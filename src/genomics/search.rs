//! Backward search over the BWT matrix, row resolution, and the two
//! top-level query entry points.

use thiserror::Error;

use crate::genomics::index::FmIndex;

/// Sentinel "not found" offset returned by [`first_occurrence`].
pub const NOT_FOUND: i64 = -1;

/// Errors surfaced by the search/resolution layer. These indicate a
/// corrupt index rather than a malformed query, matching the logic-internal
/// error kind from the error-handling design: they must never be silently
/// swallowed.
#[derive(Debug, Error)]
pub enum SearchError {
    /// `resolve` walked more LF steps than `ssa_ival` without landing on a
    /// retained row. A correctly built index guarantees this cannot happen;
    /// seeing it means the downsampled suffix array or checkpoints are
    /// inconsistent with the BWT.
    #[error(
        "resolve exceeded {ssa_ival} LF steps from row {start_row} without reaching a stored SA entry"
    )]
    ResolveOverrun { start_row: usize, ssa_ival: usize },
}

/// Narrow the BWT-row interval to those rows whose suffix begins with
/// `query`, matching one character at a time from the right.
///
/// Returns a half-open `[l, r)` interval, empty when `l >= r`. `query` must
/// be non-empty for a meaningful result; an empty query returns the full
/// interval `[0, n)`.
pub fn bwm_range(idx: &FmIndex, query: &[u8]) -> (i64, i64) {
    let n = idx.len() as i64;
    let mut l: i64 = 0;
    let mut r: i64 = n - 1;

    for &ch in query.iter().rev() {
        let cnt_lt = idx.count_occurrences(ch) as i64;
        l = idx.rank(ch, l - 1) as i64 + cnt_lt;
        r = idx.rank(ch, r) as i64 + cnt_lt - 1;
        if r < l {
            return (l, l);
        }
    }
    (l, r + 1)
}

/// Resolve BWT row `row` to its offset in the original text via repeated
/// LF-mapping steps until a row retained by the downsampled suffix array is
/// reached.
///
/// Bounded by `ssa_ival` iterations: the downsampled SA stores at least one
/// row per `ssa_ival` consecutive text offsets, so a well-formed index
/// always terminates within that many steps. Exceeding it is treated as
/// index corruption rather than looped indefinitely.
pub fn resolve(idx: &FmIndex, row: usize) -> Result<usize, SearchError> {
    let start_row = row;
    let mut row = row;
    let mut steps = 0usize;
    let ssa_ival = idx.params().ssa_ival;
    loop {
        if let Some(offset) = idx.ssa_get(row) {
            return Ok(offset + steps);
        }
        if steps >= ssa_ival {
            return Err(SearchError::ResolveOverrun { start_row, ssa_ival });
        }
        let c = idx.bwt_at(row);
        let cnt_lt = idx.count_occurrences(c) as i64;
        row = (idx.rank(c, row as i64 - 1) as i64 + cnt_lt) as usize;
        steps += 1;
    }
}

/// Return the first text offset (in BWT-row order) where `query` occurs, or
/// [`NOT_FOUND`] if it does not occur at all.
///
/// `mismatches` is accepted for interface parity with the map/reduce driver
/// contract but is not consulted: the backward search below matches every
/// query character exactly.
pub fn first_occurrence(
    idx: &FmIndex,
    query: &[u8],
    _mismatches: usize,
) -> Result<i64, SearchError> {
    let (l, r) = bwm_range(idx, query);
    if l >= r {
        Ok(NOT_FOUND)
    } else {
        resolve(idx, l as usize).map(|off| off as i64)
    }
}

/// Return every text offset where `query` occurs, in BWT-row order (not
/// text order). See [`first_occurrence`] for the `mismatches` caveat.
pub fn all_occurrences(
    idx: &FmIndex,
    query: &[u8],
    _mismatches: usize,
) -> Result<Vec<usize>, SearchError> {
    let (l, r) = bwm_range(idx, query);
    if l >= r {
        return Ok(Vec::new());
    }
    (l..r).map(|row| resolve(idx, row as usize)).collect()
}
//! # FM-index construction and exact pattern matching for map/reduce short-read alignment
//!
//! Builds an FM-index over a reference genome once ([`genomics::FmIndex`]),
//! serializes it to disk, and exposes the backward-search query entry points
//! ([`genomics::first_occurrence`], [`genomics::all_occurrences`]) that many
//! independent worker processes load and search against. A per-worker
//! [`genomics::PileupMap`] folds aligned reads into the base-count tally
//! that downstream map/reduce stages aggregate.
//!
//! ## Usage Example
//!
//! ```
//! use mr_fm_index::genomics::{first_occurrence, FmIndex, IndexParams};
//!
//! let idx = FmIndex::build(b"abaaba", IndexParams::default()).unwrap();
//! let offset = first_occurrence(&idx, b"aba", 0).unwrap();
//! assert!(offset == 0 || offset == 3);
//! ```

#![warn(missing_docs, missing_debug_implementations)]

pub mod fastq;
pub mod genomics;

________

TASK BRIEF
Taking the listing above as a whole, count the lines that include the word "matching" and report the figure only.

EXERCISE RESULT
3